Some of the pilgrimages which go to Fatima visit the town of Balasar north of Fatima. It became famous in 1832 when the earth changed to form the appearance of a large cross which you can still see today inside a chapel which has been built over it. Almost exactly 100 years later in the same town, Alexandrina Maria da Costa started suffering the passion of Jesus in answer to the request of Our Lady of Fatima. She ended her life living on the Eucharist alone for the last thirteen years.
Alexandrina was born in April 1904. In 1918, the year after the apparitions of Fatima, Alexandrina and her sister Deolinda and another girl were home when three men knocked at the door, one of whom had previously tried to molest Alexandrina. They broke into the house. Alexandrina (to preserve her chastity) jumped from an upstairs window. The men fled but Alexandrina’s spine had been irreparably injured and she had to remain in bed for the rest of her life. The slightest movement caused her intense pain. She began to grow closer and closer to the Lord and realised that she was suffering in a special way for the salvation of souls. She received Holy Communion every day and her thoughts frequently turned to Jesus in the tabernacle.

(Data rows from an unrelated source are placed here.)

//! The legacy two-accumulator multiple-operation word.
//!
//! Every instruction in this class runs the same micro-sequence: pick a
//! carry base, compute a 17-bit function result (carry out in bit 16),
//! shift or swap, test the skip condition, then commit result and carry
//! unless the no-load bit inhibits both.

use super::helpers::unimplemented;
use super::Flow;
use crate::decode::{DecodedInstruction, MultCarry, MultShift, MultSkip, OperandPayload};
use crate::fault::CpuError;
use crate::state::CpuState;

pub fn execute(state: &mut CpuState, instr: &DecodedInstruction) -> Result<Flow, CpuError> {
    let OperandPayload::MultOp {
        acs,
        acd,
        shift,
        carry,
        no_load,
        skip,
    } = instr.payload
    else {
        return Err(unimplemented(instr));
    };

    let src = u32::from(state.ac16(usize::from(acs)));
    let dst = u32::from(state.ac16(usize::from(acd)));

    let base = match carry {
        MultCarry::Current => state.carry(),
        MultCarry::Zero => false,
        MultCarry::One => true,
        MultCarry::Complement => !state.carry(),
    };

    // 17-bit intermediate: bit 16 is the carry out of the function unit.
    let wide = match instr.mnemonic {
        "COM" => (!src & 0xFFFF) | carry_in(base),
        "NEG" => with_carry_out(src.wrapping_neg() & 0xFFFF, src == 0, base),
        "MOV" => src | carry_in(base),
        "INC" => with_carry_out(src + 1, src == 0xFFFF, base),
        "ADC" => {
            let sum = dst + (!src & 0xFFFF);
            with_carry_out(sum, sum > 0xFFFF, base)
        }
        "SUB" => {
            let sum = dst + (!src & 0xFFFF) + 1;
            with_carry_out(sum, sum > 0xFFFF, base)
        }
        "ADD" => {
            let sum = dst + src;
            with_carry_out(sum, sum > 0xFFFF, base)
        }
        "AND" => (dst & src) | carry_in(base),
        _ => return Err(unimplemented(instr)),
    };

    let shifted = match shift {
        MultShift::None => wide,
        MultShift::Left => {
            let rotated = (wide << 1) | (wide >> 16);
            rotated & 0x1_FFFF
        }
        MultShift::Right => {
            let rotated = (wide >> 1) | ((wide & 1) << 16);
            rotated & 0x1_FFFF
        }
        MultShift::Swap => (wide & 0x1_0000) | ((wide & 0xFF) << 8) | ((wide >> 8) & 0xFF),
    };

    let result = (shifted & 0xFFFF) as u16;
    let carry_flag = shifted & 0x1_0000 != 0;

    let take_skip = match skip {
        MultSkip::Never => false,
        MultSkip::Always => true,
        MultSkip::CarryZero => !carry_flag,
        MultSkip::CarryNonzero => carry_flag,
        MultSkip::ResultZero => result == 0,
        MultSkip::ResultNonzero => result != 0,
        MultSkip::EitherZero => !carry_flag || result == 0,
        MultSkip::BothNonzero => carry_flag && result != 0,
    };

    if !no_load {
        state.set_ac16(usize::from(acd), result);
        state.set_carry(carry_flag);
    }

    Ok(if take_skip { Flow::Skip } else { Flow::Advance })
}

/// Positions the carry base in bit 16.
const fn carry_in(base: bool) -> u32 {
    (base as u32) << 16
}

/// Applies the function's carry-out rule: a carry out of bit 15 complements
/// the base.
const fn with_carry_out(sum_17: u32, carry_out: bool, base: bool) -> u32 {
    let carry = base != carry_out;
    (sum_17 & 0xFFFF) | carry_in(carry)
}
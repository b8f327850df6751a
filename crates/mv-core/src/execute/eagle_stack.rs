//! Wide-stack handlers: WPSH, WPOP, WMSP, WSAVR, WSAVS, WRTN, WPOPJ.
//!
//! The save instructions complete the recovery block a call began: the call
//! pushed the status/argument-count cell, the save pushes AC0-AC2, the old
//! frame pointer and the tagged carry/return cell, then allocates the frame
//! named in its second word. A save that cannot fit reports the pending
//! fault pair and redirects through the fault protocol before committing
//! anything.

use super::helpers::unimplemented;
use super::Flow;
use crate::addr::Address;
use crate::decode::{DecodedInstruction, OperandPayload};
use crate::fault::CpuError;
use crate::memory::MemoryBus;
use crate::stack::{
    dispatch_wide_fault, mirror_wide_regs, pop_return_block, ws_pop, ws_push, wsp_check_bounds,
    RETURN_CARRY_BIT,
};
use crate::state::{CpuState, StackPhase};

pub fn execute(
    state: &mut CpuState,
    mem: &mut dyn MemoryBus,
    limit: u32,
    instr: &DecodedInstruction,
) -> Result<Flow, CpuError> {
    match (instr.mnemonic, instr.payload) {
        ("WPSH", OperandPayload::TwoAcc { acs, acd }) => {
            let count = range_len(acs, acd);
            if let Err(fault) = wsp_check_bounds(state, count, false) {
                let pc = state.pc();
                dispatch_wide_fault(state, mem, fault, pc, limit)?;
                return Ok(Flow::Jump);
            }
            let mut reg = usize::from(acs);
            for _ in 0..count {
                let value = state.ac(reg);
                ws_push(state, mem, value);
                reg = (reg + 1) & 3;
            }
            Ok(Flow::Advance)
        }
        ("WPOP", OperandPayload::TwoAcc { acs, acd }) => {
            let count = range_len(acs, acd);
            if let Err(fault) = wsp_check_bounds(state, -count, false) {
                let pc = state.pc();
                dispatch_wide_fault(state, mem, fault, pc, limit)?;
                return Ok(Flow::Jump);
            }
            let mut reg = usize::from(acd);
            for _ in 0..count {
                let value = ws_pop(state, mem);
                state.set_ac(reg, value);
                reg = (reg + 3) & 3;
            }
            Ok(Flow::Advance)
        }
        ("WMSP", OperandPayload::OneAcc { ac }) => {
            let delta = state.ac(usize::from(ac)) as i32;
            if let Err(fault) = wsp_check_bounds(state, delta, false) {
                let pc = state.pc();
                dispatch_wide_fault(state, mem, fault, pc, limit)?;
                return Ok(Flow::Jump);
            }
            state.set_wsp(state.wsp().wrapping_add_signed(delta.wrapping_mul(2)));
            Ok(Flow::Advance)
        }
        (save @ ("WSAVR" | "WSAVS"), OperandPayload::Param { value }) => {
            let frame = i32::from(value);
            if let Err(fault) = wsp_check_bounds(state, 5 + frame, true) {
                state.set_stack_phase(StackPhase::FaultPending);
                let pc = state.pc();
                dispatch_wide_fault(state, mem, fault, pc, limit)?;
                return Ok(Flow::Jump);
            }
            let (ac0, ac1, ac2) = (state.ac(0), state.ac(1), state.ac(2));
            let old_wfp = state.wfp();
            let ret =
                (u32::from(state.carry()) * RETURN_CARRY_BIT) | (state.ac(3) & !RETURN_CARRY_BIT);
            ws_push(state, mem, ac0);
            ws_push(state, mem, ac1);
            ws_push(state, mem, ac2);
            ws_push(state, mem, old_wfp);
            ws_push(state, mem, ret);
            state.set_wfp(state.wsp());
            state.set_ac(3, state.wsp());
            state.set_wsp(state.wsp().wrapping_add((frame as u32) * 2));
            state.set_ovk(save == "WSAVS");
            mirror_wide_regs(state, mem);
            Ok(Flow::Advance)
        }
        ("WRTN", OperandPayload::Implicit) => {
            pop_return_block(state, mem);
            Ok(Flow::Jump)
        }
        ("WPOPJ", OperandPayload::Implicit) => {
            if let Err(fault) = wsp_check_bounds(state, -1, false) {
                let pc = state.pc();
                dispatch_wide_fault(state, mem, fault, pc, limit)?;
                return Ok(Flow::Jump);
            }
            let target = ws_pop(state, mem) & !RETURN_CARRY_BIT;
            state.set_pc(Address::from_phys(target));
            Ok(Flow::Jump)
        }
        _ => Err(unimplemented(instr)),
    }
}

/// Number of accumulators in the inclusive, wrapping range `acs..=acd`.
const fn range_len(acs: u8, acd: u8) -> i32 {
    ((acd.wrapping_sub(acs) & 3) + 1) as i32
}
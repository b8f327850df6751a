//! Legacy programmed-I/O handlers, including the CPU pseudo-device.
//!
//! Three device-77 operations never reach the bus: READS (console data
//! switches), INTA (acknowledge the highest-priority interrupt) and IORST
//! (global I/O reset). The rest route to the bus collaborator by device
//! number; every bus call is a non-blocking register poke.

use log::debug;

use super::helpers::unimplemented;
use super::Flow;
use crate::bus::{IoBus, IoReg, IoTest, DEV_CPU};
use crate::decode::{DecodedInstruction, OperandPayload};
use crate::fault::CpuError;
use crate::state::CpuState;

pub fn execute(
    state: &mut CpuState,
    bus: &mut dyn IoBus,
    instr: &DecodedInstruction,
) -> Result<Flow, CpuError> {
    match (instr.mnemonic, instr.payload) {
        ("INTEN", OperandPayload::Implicit) => {
            state.set_ion(true);
            Ok(Flow::Advance)
        }
        ("INTDS", OperandPayload::Implicit) => {
            state.set_ion(false);
            Ok(Flow::Advance)
        }
        ("READS", OperandPayload::CpuAcc { ac }) => {
            state.set_ac16(usize::from(ac), state.switches());
            Ok(Flow::Advance)
        }
        ("INTA", OperandPayload::CpuAcc { ac }) => {
            let device = bus.highest_priority_interrupt().unwrap_or(0);
            state.set_ac16(usize::from(ac), u16::from(device));
            Ok(Flow::Advance)
        }
        ("MSKO", OperandPayload::CpuAcc { ac }) => {
            bus.set_irq_mask(state.ac16(usize::from(ac)));
            Ok(Flow::Advance)
        }
        ("IORST", OperandPayload::Implicit) => {
            debug!("global I/O reset");
            bus.set_irq_mask(0);
            bus.reset_all_io_devices();
            Ok(Flow::Advance)
        }
        ("HALT", OperandPayload::Implicit) => Ok(Flow::Halt),
        ("NIO", OperandPayload::IoFlags { flag, device }) => {
            if device != DEV_CPU && bus.is_attached(device) {
                bus.data_out(device, 0, IoReg::None, flag);
            }
            Ok(Flow::Advance)
        }
        (_, OperandPayload::IoData { ac, reg, out, flag, device }) => {
            if out {
                bus.data_out(device, state.ac16(usize::from(ac)), reg, flag);
            } else {
                let value = if bus.is_attached(device) {
                    bus.data_in(device, reg, flag)
                } else {
                    0
                };
                state.set_ac16(usize::from(ac), value);
            }
            Ok(Flow::Advance)
        }
        (_, OperandPayload::IoTestDev { test, device }) => {
            let (busy, done) = if device == DEV_CPU {
                // The CPU pseudo-device's Busy flag is the interrupt-on
                // state; its Done flag never sets.
                (state.ion(), false)
            } else {
                (bus.busy(device), bus.done(device))
            };
            let skip = match test {
                IoTest::BusySet => busy,
                IoTest::BusyClear => !busy,
                IoTest::DoneSet => done,
                IoTest::DoneClear => !done,
            };
            Ok(if skip { Flow::Skip } else { Flow::Advance })
        }
        _ => Err(unimplemented(instr)),
    }
}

She went into her first ecstasy in 1931 when she heard Jesus say to her, “Love, suffer and make reparation.” She saw her vocation to be that of a victim soul, to make reparation for all of us. Under the order of her spiritual director she was dictating her life’s story to her sister but many times the devil threatened her not to write any more. In 1936 Our Lord asked her to spread the message of Fatima and to urge the consecration of the world to the Immaculate Heart and she offered herself as a victim soul for this.

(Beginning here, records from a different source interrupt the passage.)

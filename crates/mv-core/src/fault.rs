//! Error taxonomy for the CPU core.
//!
//! Everything the reference hardware handled by halting the machine is a
//! typed [`CpuError`] here; the host decides whether to abort, log and halt,
//! or drop into a debugger. Stack faults are deliberately *not* part of this
//! taxonomy: they are recovered in-band by the stack fault protocol and never
//! surface to the caller.

use thiserror::Error;

/// Fatal or stop-worthy conditions surfaced through `run`/`execute_one`.
#[derive(Debug, Clone, PartialEq, Eq, Error)]
pub enum CpuError {
    /// The opcode at `pc` matched no instruction descriptor.
    #[error("no instruction matches opcode {opcode:#08o} at {pc:#010o}")]
    DecodeFailed {
        /// Physical address of the failing fetch.
        pc: u32,
        /// The unmatched first word.
        opcode: u16,
    },
    /// A classified instruction reached dispatch without a handler.
    #[error("instruction {mnemonic} is not implemented")]
    Unimplemented {
        /// Mnemonic of the offending instruction.
        mnemonic: &'static str,
    },
    /// An indirection chain exceeded the configured hop limit.
    #[error("indirection chain exceeded {limit} hops at {addr:#010o}")]
    IndirectionLimit {
        /// Last address fetched before giving up.
        addr: u32,
        /// Configured hop limit.
        limit: u32,
    },
    /// A fallible memory access failed mid-instruction.
    #[error("memory access out of range at {addr:#010o}")]
    MemoryFault {
        /// The out-of-range word address.
        addr: u32,
    },
}

/// Numeric codes reported to the stack-fault handler in AC1.
///
/// These values are part of the machine's software contract: existing
/// program images test them by value.
#[derive(Debug, Clone, Copy, PartialEq, Eq, Hash)]
#[repr(u16)]
pub enum StackFaultCode {
    /// Growth would pass the stack limit.
    Overflow = 0,
    /// A save-type operation detected the overflow before committing.
    Pending = 1,
    /// Shrink would pass the stack base.
    Underflow = 2,
}

impl StackFaultCode {
    /// The code value delivered to the handler.
    #[must_use]
    pub const fn as_u16(self) -> u16 {
        self as u16
    }
}

/// A detected stack bounds violation: a primary code plus, for save-type
/// operations, the secondary condition the save pre-check absorbed.
#[derive(Debug, Clone, Copy, PartialEq, Eq)]
pub struct StackFault {
    /// Code delivered in the low half of AC1.
    pub primary: StackFaultCode,
    /// Secondary condition delivered in the high half of AC1, if any.
    pub secondary: Option<StackFaultCode>,
}

impl StackFault {
    /// A plain single-code fault.
    #[must_use]
    pub const fn of(primary: StackFaultCode) -> Self {
        Self {
            primary,
            secondary: None,
        }
    }

    /// A save-type pending fault wrapping the underlying condition.
    #[must_use]
    pub const fn pending(secondary: StackFaultCode) -> Self {
        Self {
            primary: StackFaultCode::Pending,
            secondary: Some(secondary),
        }
    }

    /// Packs the fault pair into the AC1 word given to the handler.
    #[must_use]
    pub fn ac1_word(self) -> u32 {
        let mut word = u32::from(self.primary.as_u16());
        if let Some(secondary) = self.secondary {
            word |= u32::from(secondary.as_u16()) << 16;
        }
        word
    }
}

#[cfg(test)]
mod tests {
    use super::{StackFault, StackFaultCode};

    #[test]
    fn plain_fault_packs_primary_only() {
        let fault = StackFault::of(StackFaultCode::Underflow);
        assert_eq!(fault.ac1_word(), 2);
    }

    #[test]
    fn pending_fault_packs_both_codes() {
        let fault = StackFault::pending(StackFaultCode::Overflow);
        assert_eq!(fault.primary, StackFaultCode::Pending);
        assert_eq!(fault.ac1_word(), 1);
    }

    #[test]
    fn pending_underflow_keeps_secondary_in_high_half() {
        let fault = StackFault::pending(StackFaultCode::Underflow);
        assert_eq!(fault.ac1_word(), (2 << 16) | 1);
    }
}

In one of her ecstasies Jesus said to her,
“Keep me company in the Blessed Sacrament. I remain in the tabernacle night and day, waiting to give my love and grace to all who would visit me. But so few come. I am so abandoned, so lonely, so offended…. Many…do not believe in my existence; they do not believe that I live in the tabernacle. They curse me. Others believe, but do not love me and do not visit me; they live as if I were not there… You have chosen to love me in the tabernacles where you can contemplate me, not with the eyes of the body, but those of the soul. I am truly present there as in Heaven, Body, Blood, Soul and Divinity.”

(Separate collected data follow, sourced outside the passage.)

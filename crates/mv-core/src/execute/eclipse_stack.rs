//! Narrow-stack handlers: PSH, POP, SAV, RTN, MSP, PSHJ, POPJ.
//!
//! The narrow discipline keeps its pointer, frame pointer and limit only in
//! the page-zero cells of the current segment. Its save block is five words:
//! AC0, AC1, AC2, the old frame pointer, and a tagged return word with the
//! carry flag in the top bit and the 15-bit return offset below it.

use super::helpers::unimplemented;
use super::Flow;
use crate::addr::Address;
use crate::decode::{DecodedInstruction, OperandPayload};
use crate::fault::CpuError;
use crate::memory::MemoryBus;
use crate::resolve::resolve_15bit;
use crate::stack::{
    dispatch_narrow_fault, nfp, ns_pop, ns_push, nsp, nsp_check_bounds, set_nfp, set_nsp,
};
use crate::state::CpuState;

pub fn execute(
    state: &mut CpuState,
    mem: &mut dyn MemoryBus,
    limit: u32,
    instr: &DecodedInstruction,
) -> Result<Flow, CpuError> {
    match (instr.mnemonic, instr.payload) {
        ("PSH", OperandPayload::TwoAcc { acs, acd }) => {
            let count = range_len(acs, acd);
            if nsp_check_bounds(state, mem, count).is_err() {
                let pc = state.pc();
                dispatch_narrow_fault(state, mem, pc, limit)?;
                return Ok(Flow::Jump);
            }
            let mut reg = usize::from(acs);
            for _ in 0..count {
                ns_push(state, mem, state.ac16(reg));
                reg = (reg + 1) & 3;
            }
            Ok(Flow::Advance)
        }
        ("POP", OperandPayload::TwoAcc { acs, acd }) => {
            let count = range_len(acs, acd);
            let mut reg = usize::from(acd);
            for _ in 0..count {
                let value = ns_pop(state, mem);
                state.set_ac16(reg, value);
                reg = (reg + 3) & 3;
            }
            Ok(Flow::Advance)
        }
        ("SAV", OperandPayload::Implicit) => {
            if nsp_check_bounds(state, mem, 5).is_err() {
                let pc = state.pc();
                dispatch_narrow_fault(state, mem, pc, limit)?;
                return Ok(Flow::Jump);
            }
            let old_nfp = nfp(state, mem);
            let ret = (u16::from(state.carry()) << 15) | (state.ac16(3) & 0x7FFF);
            ns_push(state, mem, state.ac16(0));
            ns_push(state, mem, state.ac16(1));
            ns_push(state, mem, state.ac16(2));
            ns_push(state, mem, old_nfp);
            ns_push(state, mem, ret);
            let frame = nsp(state, mem);
            set_nfp(state, mem, frame);
            state.set_ac16(3, frame);
            Ok(Flow::Advance)
        }
        ("RTN", OperandPayload::Implicit) => {
            let frame = nfp(state, mem);
            set_nsp(state, mem, frame);
            let ret = ns_pop(state, mem);
            state.set_carry(ret & 0x8000 != 0);
            let target = state.pc().rejoin(u32::from(ret & 0x7FFF));
            let old_nfp = ns_pop(state, mem);
            set_nfp(state, mem, old_nfp);
            state.set_ac16(3, old_nfp);
            let ac2 = ns_pop(state, mem);
            let ac1 = ns_pop(state, mem);
            let ac0 = ns_pop(state, mem);
            state.set_ac16(2, ac2);
            state.set_ac16(1, ac1);
            state.set_ac16(0, ac0);
            state.set_pc(Address::from_phys(target));
            Ok(Flow::Jump)
        }
        ("MSP", OperandPayload::OneAcc { ac }) => {
            let delta = i32::from(state.ac16(usize::from(ac)) as i16);
            if nsp_check_bounds(state, mem, delta).is_err() {
                let pc = state.pc();
                dispatch_narrow_fault(state, mem, pc, limit)?;
                return Ok(Flow::Jump);
            }
            let new = nsp(state, mem).wrapping_add_signed(delta as i16);
            set_nsp(state, mem, new);
            Ok(Flow::Advance)
        }
        ("PSHJ", OperandPayload::Eff15 { ind, mode, disp }) => {
            if nsp_check_bounds(state, mem, 1).is_err() {
                let pc = state.pc();
                dispatch_narrow_fault(state, mem, pc, limit)?;
                return Ok(Flow::Jump);
            }
            let ea = resolve_15bit(state, mem, limit, ind, mode, disp, 0)?;
            let ret = (state.pc().offset().wrapping_add(u32::from(instr.len)) & 0x7FFF) as u16;
            ns_push(state, mem, ret);
            state.set_pc(Address::from_phys(ea));
            Ok(Flow::Jump)
        }
        ("POPJ", OperandPayload::Implicit) => {
            let target = u32::from(ns_pop(state, mem) & 0x7FFF);
            let target = state.pc().rejoin(target);
            state.set_pc(Address::from_phys(target));
            Ok(Flow::Jump)
        }
        _ => Err(unimplemented(instr)),
    }
}

/// Number of accumulators in the inclusive, wrapping range `acs..=acd`.
const fn range_len(acs: u8, acd: u8) -> i32 {
    ((acd.wrapping_sub(acs) & 3) + 1) as i32
}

From October 1938 Alexandrina began to suffer the passion of Jesus every Friday. She suffered the passion of Jesus 180 times. Until 1942 she was suffering in silence without fame but after a report appeared in a newspaper from then on she was besieged by pilgrims asking for prayer. During the Holy Week the same year Jesus said to her,
“You will not take food again on earth. Your food will be my Flesh; your drink will be my Divine Blood …”
So on Good Friday 1942 she began an absolute fast which lasted for the more than thirteen years until her death. The only nourishment which her body filled with pain received was Jesus in Holy Communion every morning. News of her fast spread and the crowds became even bigger. Some people had doubts and suspicions about her fast and accused her, her sister and mother of fraud. Therefore she agreed to medical observation. The doctor asked her, “Why do you not eat?” She replied, “I do not eat because I cannot. I feel full. I do not need it. However, I have a longing for food.” It was decided that she should be admitted to a nearby hospital for a thirty day observation of her fast. While she was in the hospital some tried to persuade her to take food. The doctor in charge of the examination was nasty to her and at the end of the thirty days said the nurses watching her must have been deceived and decided she was to remain there for a further ten days. They even showed her tasty food to entice her to eat. When the test was finally over the doctor said to her he would visit her at home not as a doctor-spy but as a friend who esteems her. Part of the medical report reads as follows:
“Her abstinence from solids and liquids was absolute during all that time. We testify also that she retained her weight, and her temperature, breathing, blood pressure, pulse and blood were normal while her mental faculties were constant and lucid and she had not, during these forty days, any natural necessities…The laws of physiology and biochemistry cannot account for the survival of this sick woman…”
While medical science could not explain, the explanation was simple. Jesus had said to Alexandrina,
“You are living by the Eucharist alone because I want to prove to the world the power of the Eucharist and the power of my life in souls.”
She died on 13th October 1955, having received nourishment only from Holy Communion for more than thirteen years. Some of the pilgrimages to Fatima visit her town Balasar and you can visit her house, see her room and visit the local Church where she is buried to the left of the altar.